======== RECORDS PROVIDED ========

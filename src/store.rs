// Task store implementation over SQLite

use crate::error::{StoreError, StoreResult};
use crate::models::{Task, TaskId};
use fs2::FileExt;
use rusqlite::{Connection, OptionalExtension, Transaction};
use std::collections::HashSet;
use std::fs::{self, File};
use std::path::{Path, PathBuf};
use tracing::{debug, info};

/// Ordered task collection with per-call transactional durability.
///
/// All reads and writes go through this type. Every lookup and mutation is
/// keyed by stable task id, never by position in a fetched list. Mutations
/// take `&mut self`, so in-process callers are serialized by the borrow
/// checker; the store also holds an exclusive file lock for its lifetime,
/// so a second process opening the same directory gets [`StoreError::Busy`].
///
/// Multi-statement mutations run inside a single SQLite transaction. A
/// failed write commits nothing, so reads after a failure still see the
/// previous committed order and content.
pub struct TaskStore {
    base_path: PathBuf,
    db: Connection,
    _lock: File,
}

impl TaskStore {
    /// Open or create a store in the given directory.
    pub fn open<P: AsRef<Path>>(path: P) -> StoreResult<Self> {
        let base_path = path.as_ref().to_path_buf();

        // Create directory if it doesn't exist
        fs::create_dir_all(&base_path)?;

        let lock = acquire_lock(&base_path)?;

        let db_path = base_path.join("tasklist.db");
        let db = Connection::open(&db_path)?;

        let store = Self {
            base_path,
            db,
            _lock: lock,
        };

        store.create_schema()?;

        Ok(store)
    }

    /// Get the base path of this store
    pub fn base_path(&self) -> &Path {
        &self.base_path
    }

    /// Get a reference to the SQLite database connection
    pub fn db(&self) -> &Connection {
        &self.db
    }

    /// Create database schema
    fn create_schema(&self) -> StoreResult<()> {
        debug!("Creating database schema");

        // Order lives in an explicit position column so it survives
        // independent of row enumeration order. Positions stay dense
        // (0..count) after every committed mutation.
        self.db.execute_batch(
            r#"
            CREATE TABLE IF NOT EXISTS tasks (
                id         TEXT PRIMARY KEY,
                title      TEXT NOT NULL,
                created_at INTEGER NOT NULL,
                done       INTEGER NOT NULL DEFAULT 0,
                position   INTEGER NOT NULL
            );

            CREATE INDEX IF NOT EXISTS idx_tasks_position ON tasks(position);
            "#,
        )?;

        Ok(())
    }

    // ========================================================================
    // Reads
    // ========================================================================

    /// All tasks in committed order.
    pub fn load_all(&self) -> StoreResult<Vec<Task>> {
        let mut stmt = self
            .db
            .prepare("SELECT id, title, created_at, done FROM tasks ORDER BY position ASC")?;

        let rows = stmt.query_map([], task_from_row)?;

        let mut tasks = Vec::new();
        for row in rows {
            tasks.push(row?);
        }

        Ok(tasks)
    }

    /// Look up a single task by id.
    pub fn get(&self, id: TaskId) -> StoreResult<Option<Task>> {
        let task = self
            .db
            .query_row(
                "SELECT id, title, created_at, done FROM tasks WHERE id = ?1",
                [id.to_string()],
                task_from_row,
            )
            .optional()?;

        Ok(task)
    }

    // ========================================================================
    // Mutations
    // ========================================================================

    /// Create a task with a fresh id and append it at the end of the list.
    pub fn add(&mut self, title: &str) -> StoreResult<Task> {
        validate_title(title)?;

        let task = Task::new(title);

        let tx = self.db.transaction()?;
        let position: i64 = tx.query_row("SELECT COUNT(*) FROM tasks", [], |row| row.get(0))?;
        tx.execute(
            "INSERT INTO tasks (id, title, created_at, done, position)
             VALUES (?1, ?2, ?3, ?4, ?5)",
            rusqlite::params![
                task.id.to_string(),
                task.title,
                task.created_at,
                task.done,
                position
            ],
        )?;
        tx.commit()?;

        debug!(id = %task.id, position, "Added task");
        Ok(task)
    }

    /// Change a task's title.
    pub fn rename(&mut self, id: TaskId, new_title: &str) -> StoreResult<()> {
        validate_title(new_title)?;

        let changed = self.db.execute(
            "UPDATE tasks SET title = ?2 WHERE id = ?1",
            rusqlite::params![id.to_string(), new_title],
        )?;
        if changed == 0 {
            return Err(StoreError::NotFound(id));
        }

        debug!(%id, "Renamed task");
        Ok(())
    }

    /// Flip a task's completion flag.
    pub fn toggle_done(&mut self, id: TaskId) -> StoreResult<()> {
        let changed = self.db.execute(
            "UPDATE tasks SET done = NOT done WHERE id = ?1",
            [id.to_string()],
        )?;
        if changed == 0 {
            return Err(StoreError::NotFound(id));
        }

        debug!(%id, "Toggled task");
        Ok(())
    }

    /// Remove a task and close the gap it leaves in the order.
    pub fn delete(&mut self, id: TaskId) -> StoreResult<()> {
        let tx = self.db.transaction()?;
        let position = position_of(&tx, id)?;
        tx.execute("DELETE FROM tasks WHERE id = ?1", [id.to_string()])?;
        tx.execute(
            "UPDATE tasks SET position = position - 1 WHERE position > ?1",
            [position],
        )?;
        tx.commit()?;

        debug!(%id, "Deleted task");
        Ok(())
    }

    /// Relocate a task to `to_index`, clamped to `[0, count - 1]`.
    pub fn move_to(&mut self, id: TaskId, to_index: usize) -> StoreResult<()> {
        let tx = self.db.transaction()?;
        let from = position_of(&tx, id)?;
        let count: i64 = tx.query_row("SELECT COUNT(*) FROM tasks", [], |row| row.get(0))?;
        let to = (to_index as i64).min(count - 1);

        if to != from {
            if to < from {
                tx.execute(
                    "UPDATE tasks SET position = position + 1
                     WHERE position >= ?1 AND position < ?2",
                    rusqlite::params![to, from],
                )?;
            } else {
                tx.execute(
                    "UPDATE tasks SET position = position - 1
                     WHERE position > ?1 AND position <= ?2",
                    rusqlite::params![from, to],
                )?;
            }
            tx.execute(
                "UPDATE tasks SET position = ?2 WHERE id = ?1",
                rusqlite::params![id.to_string(), to],
            )?;
        }
        tx.commit()?;

        debug!(%id, from, to, "Moved task");
        Ok(())
    }

    /// Replace the whole collection atomically, e.g. when restoring a backup.
    ///
    /// The incoming order becomes the committed order. Titles are validated
    /// and ids must be unique; nothing is written if any task is rejected.
    pub fn replace_all(&mut self, tasks: &[Task]) -> StoreResult<()> {
        let mut seen = HashSet::new();
        for task in tasks {
            validate_title(&task.title)?;
            if !seen.insert(task.id) {
                return Err(StoreError::Validation(format!(
                    "duplicate task id {}",
                    task.id
                )));
            }
        }

        let tx = self.db.transaction()?;
        tx.execute("DELETE FROM tasks", [])?;
        for (position, task) in tasks.iter().enumerate() {
            tx.execute(
                "INSERT INTO tasks (id, title, created_at, done, position)
                 VALUES (?1, ?2, ?3, ?4, ?5)",
                rusqlite::params![
                    task.id.to_string(),
                    task.title,
                    task.created_at,
                    task.done,
                    position as i64
                ],
            )?;
        }
        tx.commit()?;

        info!(count = tasks.len(), "Replaced task collection");
        Ok(())
    }
}

// ============================================================================
// Helpers
// ============================================================================

fn task_from_row(row: &rusqlite::Row<'_>) -> rusqlite::Result<Task> {
    let id_text: String = row.get(0)?;
    let id = id_text.parse::<TaskId>().map_err(|e| {
        rusqlite::Error::FromSqlConversionFailure(0, rusqlite::types::Type::Text, Box::new(e))
    })?;

    Ok(Task {
        id,
        title: row.get(1)?,
        created_at: row.get(2)?,
        done: row.get(3)?,
    })
}

fn position_of(tx: &Transaction<'_>, id: TaskId) -> StoreResult<i64> {
    tx.query_row(
        "SELECT position FROM tasks WHERE id = ?1",
        [id.to_string()],
        |row| row.get(0),
    )
    .optional()?
    .ok_or(StoreError::NotFound(id))
}

fn validate_title(title: &str) -> StoreResult<()> {
    if title.trim().is_empty() {
        return Err(StoreError::Validation(
            "title cannot be empty or whitespace-only".to_string(),
        ));
    }
    Ok(())
}

fn acquire_lock(base_path: &Path) -> StoreResult<File> {
    let lock_path = base_path.join(".lock");
    let lock = File::create(&lock_path)?;

    match lock.try_lock_exclusive() {
        Ok(()) => Ok(lock),
        Err(e) if e.kind() == fs2::lock_contended_error().kind() => Err(StoreError::Busy),
        Err(e) => Err(StoreError::Io(e)),
    }
}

========

Please output the exact lines of the records above, beginning with the first and stopping after the line that holds "SQLite transaction. A", and nothing else.

filename src/store.rs
// Task store implementation over SQLite

use crate::error::{StoreError, StoreResult};
use crate::models::{Task, TaskId};
use fs2::FileExt;
use rusqlite::{Connection, OptionalExtension, Transaction};
use std::collections::HashSet;
use std::fs::{self, File};
use std::path::{Path, PathBuf};
use tracing::{debug, info};

/// Ordered task collection with per-call transactional durability.
///
/// All reads and writes go through this type. Every lookup and mutation is
/// keyed by stable task id, never by position in a fetched list. Mutations
/// take `&mut self`, so in-process callers are serialized by the borrow
/// checker; the store also holds an exclusive file lock for its lifetime,
/// so a second process opening the same directory gets [`StoreError::Busy`].
///
/// Multi-statement mutations run inside a single SQLite transaction. A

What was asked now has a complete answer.